-- The records follows --
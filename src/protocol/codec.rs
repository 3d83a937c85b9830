//! Encoding between [`MatchMessage`] and the raw `{op_code, payload}` form.

use super::message::{
    JoinAck, MatchEnd, MatchMessage, MoveIntent, OpCode, PresenceChange, StateUpdate,
};
use derive_more::{Display, Error};
use serde::de::DeserializeOwned;
use serde::{Deserialize, Serialize};
use serde_json::Value;

/// Message as carried on the wire before decoding.
#[derive(Debug, Clone, PartialEq, Serialize, Deserialize)]
pub struct RawMessage {
    /// Numeric op code.
    pub op_code: u8,
    /// Structured payload.
    #[serde(default)]
    pub payload: Value,
}

/// Malformed input at the protocol boundary. Never fatal.
#[derive(Debug, Clone, PartialEq, Eq, Display, Error)]
pub enum ProtocolError {
    /// Payload did not match its op code, or the op code is unknown.
    #[display("Malformed message (op code {op_code}): {reason}")]
    MalformedMessage {
        /// Op code as received.
        op_code: u8,
        /// Decoder diagnostic.
        reason: String,
    },

    /// A line on the link was not a valid frame.
    #[display("Garbled frame: {}", _0)]
    GarbledFrame(#[error(not(source))] String),

    /// A value could not be serialized.
    #[display("Failed to encode: {}", _0)]
    Encode(#[error(not(source))] String),
}

/// Encodes a message into its raw form.
pub fn encode(message: &MatchMessage) -> Result<RawMessage, ProtocolError> {
    let payload = match message {
        MatchMessage::MoveIntent(p) => serde_json::to_value(p),
        MatchMessage::JoinAck(p) => serde_json::to_value(p),
        MatchMessage::MatchEnd(p) => serde_json::to_value(p),
        MatchMessage::StateUpdate(p) => serde_json::to_value(p),
        MatchMessage::PresenceChange(p) => serde_json::to_value(p),
    }
    .map_err(|e| ProtocolError::Encode(e.to_string()))?;

    Ok(RawMessage {
        op_code: message.op_code().code(),
        payload,
    })
}

/// Decodes a raw message into the closed variant for its op code.
///
/// Unknown payload fields are ignored.
pub fn decode(raw: &RawMessage) -> Result<MatchMessage, ProtocolError> {
    let op = OpCode::from_code(raw.op_code).ok_or_else(|| ProtocolError::MalformedMessage {
        op_code: raw.op_code,
        reason: "unknown op code".to_string(),
    })?;

    let message = match op {
        OpCode::MoveIntent => MatchMessage::MoveIntent(payload::<MoveIntent>(raw)?),
        OpCode::JoinAck => MatchMessage::JoinAck(payload::<JoinAck>(raw)?),
        OpCode::MatchEnd => MatchMessage::MatchEnd(payload::<MatchEnd>(raw)?),
        OpCode::StateUpdate => MatchMessage::StateUpdate(payload::<StateUpdate>(raw)?),
        OpCode::PresenceChange => MatchMessage::PresenceChange(payload::<PresenceChange>(raw)?),
    };
    Ok(message)
}

fn payload<T: DeserializeOwned>(raw: &RawMessage) -> Result<T, ProtocolError> {
    T::deserialize(&raw.payload).map_err(|e| ProtocolError::MalformedMessage {
        op_code: raw.op_code,
        reason: e.to_string(),
    })
}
-- The records concluded --
Aim of the task: Look over the records. Copy the lines that include the word "Result".

Solution for this problem:
pub fn encode(message: &MatchMessage) -> Result<RawMessage, ProtocolError> {
pub fn decode(raw: &RawMessage) -> Result<MatchMessage, ProtocolError> {
fn payload<T: DeserializeOwned>(raw: &RawMessage) -> Result<T, ProtocolError> {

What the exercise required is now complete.